FOR SIX months, the 31-member Commission on Postsecondary Education formed by Gov. Tom Corbett studied, discussed and debated the future of higher education in the commonwealth. Under the direction of former state senator Rob Wonderling, who is now the president of the Greater Philadelphia Chamber of Commerce, the process proved to be both fascinating and results-oriented.
The commission, to which I was appointed to by Gov. Corbett, was charged with developing suggestions and recommendations on how to make higher education more accessible and affordable for students and taxpayers, alike.
Representatives of state-owned and state-affiliated institutions such as Temple, Penn State, and Pitt, as well as representatives of community colleges and private non-profit institutions, including Misericordia University, participated in the process, as did key business leaders, and privately-owned and career-focused institutions. The recommendations made to the governor were extensive, but were very much a derivative of the fiscal constraints under which the state is now operating under and will be for the foreseeable future. Pennsylvania and most of the nation's other 49 states are financially strapped, which makes future financial windfalls for higher education or any other institution in the state problematic.

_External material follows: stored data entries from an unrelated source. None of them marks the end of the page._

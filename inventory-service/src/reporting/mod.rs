//! Derived metrics, monthly aggregation and CSV export.
//!
//! Nothing in this module touches the store.

pub mod aggregator;
pub mod calculator;
pub mod error;
pub mod export;

pub use aggregator::{aggregate_month, DayGroup, MonthlyReport, Subtotal, YearMonth};
pub use calculator::{
    check_quantity_covers_sales, check_sale, derive_metrics, validate_daily_sale,
    validate_inputs, DerivedMetrics,
};
pub use error::{ExportError, Field, InvalidPeriod, ValidationError};
pub use export::{
    daily_sales_filename, export_csv, export_rows, module_report_filename, CsvRecord,
    ToCsvRecord, CSV_CONTENT_TYPE,
};
use crate::error::AppError;
use config::{Config as Cfg, File};
use serde::Deserialize;

/// Settings shared by every service: where to listen.
///
/// Loaded from an optional `configuration` file and `APP__*` environment
/// variables (e.g. `APP__PORT=8080`). The gRPC listener sits on `port + 1`.
#[derive(Debug, Deserialize, Clone)]
pub struct Config {
    #[serde(default = "default_host")]
    pub host: String,
    #[serde(default = "default_port")]
    pub port: u16,
}

fn default_host() -> String {
    "0.0.0.0".to_string()
}

fn default_port() -> u16 {
    8080
}

impl Default for Config {
    fn default() -> Self {
        Self {
            host: default_host(),
            port: default_port(),
        }
    }
}

impl Config {
    pub fn load() -> Result<Self, AppError> {
        dotenvy::dotenv().ok();

        let config = Cfg::builder()
            .add_source(File::with_name("configuration").required(false))
            .add_source(config::Environment::with_prefix("APP").separator("__"))
            .build()?;

        Ok(config.try_deserialize()?)
    }

    /// Port for the gRPC listener, one above the HTTP port. Port 0 stays 0 so
    /// tests get an ephemeral port.
    pub fn grpc_port(&self) -> Result<u16, AppError> {
        if self.port == 0 {
            return Ok(0);
        }
        self.port.checked_add(1).ok_or_else(|| {
            AppError::ConfigError(anyhow::anyhow!(
                "HTTP port {} leaves no room for the gRPC port",
                self.port
            ))
        })
    }

    pub fn bind_address(&self, port: u16) -> Result<std::net::SocketAddr, AppError> {
        format!("{}:{}", self.host, port).parse().map_err(|e| {
            AppError::ConfigError(anyhow::anyhow!(
                "Invalid bind address {}:{}: {}",
                self.host,
                port,
                e
            ))
        })
    }
}
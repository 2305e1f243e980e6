//! Prometheus metrics for inventory-service.

use once_cell::sync::Lazy;
use prometheus::{
    register_counter_vec, register_histogram_vec, CounterVec, Encoder, HistogramVec, TextEncoder,
};

/// Counter for gRPC requests by method and status.
pub static GRPC_REQUESTS: Lazy<CounterVec> = Lazy::new(|| {
    register_counter_vec!(
        "inventory_grpc_requests_total",
        "Total number of gRPC requests",
        &["method", "status"]
    )
    .expect("Failed to register GRPC_REQUESTS")
});

/// Histogram for gRPC request duration by method.
pub static GRPC_REQUEST_DURATION: Lazy<HistogramVec> = Lazy::new(|| {
    register_histogram_vec!(
        "inventory_grpc_request_duration_seconds",
        "gRPC request duration in seconds",
        &["method"],
        vec![0.001, 0.005, 0.01, 0.025, 0.05, 0.1, 0.25, 0.5, 1.0, 2.5, 5.0, 10.0]
    )
    .expect("Failed to register GRPC_REQUEST_DURATION")
});

pub static DB_QUERY_DURATION: Lazy<HistogramVec> = Lazy::new(|| {
    register_histogram_vec!(
        "inventory_db_query_duration_seconds",
        "Database query duration in seconds",
        &["operation"],
        vec![0.001, 0.005, 0.01, 0.025, 0.05, 0.1, 0.25, 0.5, 1.0, 2.5]
    )
    .expect("Failed to register DB_QUERY_DURATION")
});

/// Records created, by module.
pub static RECORDS_CREATED: Lazy<CounterVec> = Lazy::new(|| {
    register_counter_vec!(
        "inventory_records_created_total",
        "Total number of inventory records created",
        &["module"]
    )
    .expect("Failed to register RECORDS_CREATED")
});

/// Sale events and daily sales entries, by module or ledger.
pub static SALES_RECORDED: Lazy<CounterVec> = Lazy::new(|| {
    register_counter_vec!(
        "inventory_sales_recorded_total",
        "Total number of sales recorded",
        &["source"]
    )
    .expect("Failed to register SALES_RECORDED")
});

pub static REPORTS_EXPORTED: Lazy<CounterVec> = Lazy::new(|| {
    register_counter_vec!(
        "inventory_reports_exported_total",
        "Total number of CSV reports exported",
        &["report"]
    )
    .expect("Failed to register REPORTS_EXPORTED")
});

/// Counter for errors.
pub static ERRORS: Lazy<CounterVec> = Lazy::new(|| {
    register_counter_vec!(
        "inventory_errors_total",
        "Total number of errors",
        &["error_type"]
    )
    .expect("Failed to register ERRORS")
});

/// Initialize all metrics (forces lazy initialization).
pub fn init_metrics() {
    Lazy::force(&GRPC_REQUESTS);
    Lazy::force(&GRPC_REQUEST_DURATION);
    Lazy::force(&DB_QUERY_DURATION);
    Lazy::force(&RECORDS_CREATED);
    Lazy::force(&SALES_RECORDED);
    Lazy::force(&REPORTS_EXPORTED);
    Lazy::force(&ERRORS);
}

/// Get all metrics as Prometheus text format.
pub fn get_metrics() -> String {
    let encoder = TextEncoder::new();
    let metric_families = prometheus::gather();
    let mut buffer = Vec::new();
    if let Err(e) = encoder.encode(&metric_families, &mut buffer) {
        tracing::warn!(error = %e, "Failed to encode metrics");
    }
    String::from_utf8_lossy(&buffer).into_owned()
}

pub fn record_grpc_request(method: &str, status: &str) {
    GRPC_REQUESTS.with_label_values(&[method, status]).inc();
}

pub fn record_grpc_request_duration(method: &str, duration_secs: f64) {
    GRPC_REQUEST_DURATION
        .with_label_values(&[method])
        .observe(duration_secs);
}

pub fn record_error(error_type: &str) {
    ERRORS.with_label_values(&[error_type]).inc();
}

pub fn record_record_created(module: &str) {
    RECORDS_CREATED.with_label_values(&[module]).inc();
}

pub fn record_sale_event(source: &str) {
    SALES_RECORDED.with_label_values(&[source]).inc();
}

pub fn record_report_export(report: &str) {
    REPORTS_EXPORTED.with_label_values(&[report]).inc();
}
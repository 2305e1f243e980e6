//! Inventory Service - stock, sales and service-job tracking for a small shop.

pub mod config;
pub mod error;
pub mod grpc;
pub mod models;
pub mod reporting;
pub mod services;
pub mod startup;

The recommendations were broken down into four categories. The first affirmed opportunities for lifelong learning. More and more people are not enrolling in post-secondary education immediately following high school graduation. Instead, it is increasingly apparent that people are stepping out of post-secondary education for a while and rejoining it later as new career opportunities arise or when they choose to pursue undergraduate or graduate work. Therefore, the commission recommended a passport to learning, which would ensure Pennsylvania residents with the opportunity to enter or return to college, and still enjoy at least some of the benefits traditional college students receive – including state support for tuition where appropriate.
Secondly, the commission worked diligently on strategies to ensure greater accessibility and affordability of a postsecondary education. Here, the emphasis was placed on acknowledging and rewarding colleges that mitigate tuition increases and keep the costs to taxpayers relatively low. Also, the commission strongly recommended better counseling and financial literacy programs at the high school level to help students and their families make good decisions about college loans and expenditures. Greater transparency in the admissions process also was recommended.
Commission members recognized that Pennsylvania is fortunate to have a variety of college options available to students. Therefore, under the third recommendation, the commission worked to outline future funding structures for both public and private institutions of higher education. There has been a decrease in state support for both sectors in recent years. The commission recommended that, over a period of years, the state should gradually return higher education funding to what it was in 2002. Any additions to that funding would then be based upon stated and measured outcomes at each institution. Such outcomes would include, for instance, the percentage of students graduating on time, job or graduate school placement rates, and student satisfaction. It is impressive that private and public colleges and universities are willing to step up and measure their own effectiveness in return for any increases in state funding.
In order to help keep costs down, the commission also recommended the removal of redundant, expensive reporting processes which cost hundreds of thousands of dollars annually for each institution.
Finally, the commission advocated for increased student participation in achieving a quality postsecondary education. Pennsylvania will only thrive if the percentage of college graduates continues to rise. There is a general agreement among professionals who specialize in economic development about this point. It is also interesting to note that colleges and universities in the Keystone State are a significant factor in the state's ability to attract income and investments from outside our state. We have more colleges and universities per capita than any other state in the union. As a result, Pennsylvania imports many college students who not only bring tuition and other revenue into the state, but also – upon graduation – often stay here and help create the wealth of tomorrow.
Pennsylvania's colleges and universities are willing to work for all that they receive. It is refreshing to know that the postsecondary education system in the commonwealth, while suffering as many are during these uncertain economic times, is poised and ready to produce Pennsylvania's future leaders.
Michael A. MacDowell is president of Misericordia University in Dallas Township Pa.